TASK DESCRIPTION: Start with the line containing "pub mod screen;" and write out each line through the end of the listing, exactly as given.

═══ MATERIAL FOR THE TASK

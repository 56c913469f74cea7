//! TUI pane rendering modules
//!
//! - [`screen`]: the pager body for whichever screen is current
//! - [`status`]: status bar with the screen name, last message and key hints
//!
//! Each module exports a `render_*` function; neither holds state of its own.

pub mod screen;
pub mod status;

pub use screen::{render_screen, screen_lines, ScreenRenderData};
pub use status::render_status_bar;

══════

RESPONSE:
pub mod screen;
pub mod status;

pub use screen::{render_screen, screen_lines, ScreenRenderData};
pub use status::render_status_bar;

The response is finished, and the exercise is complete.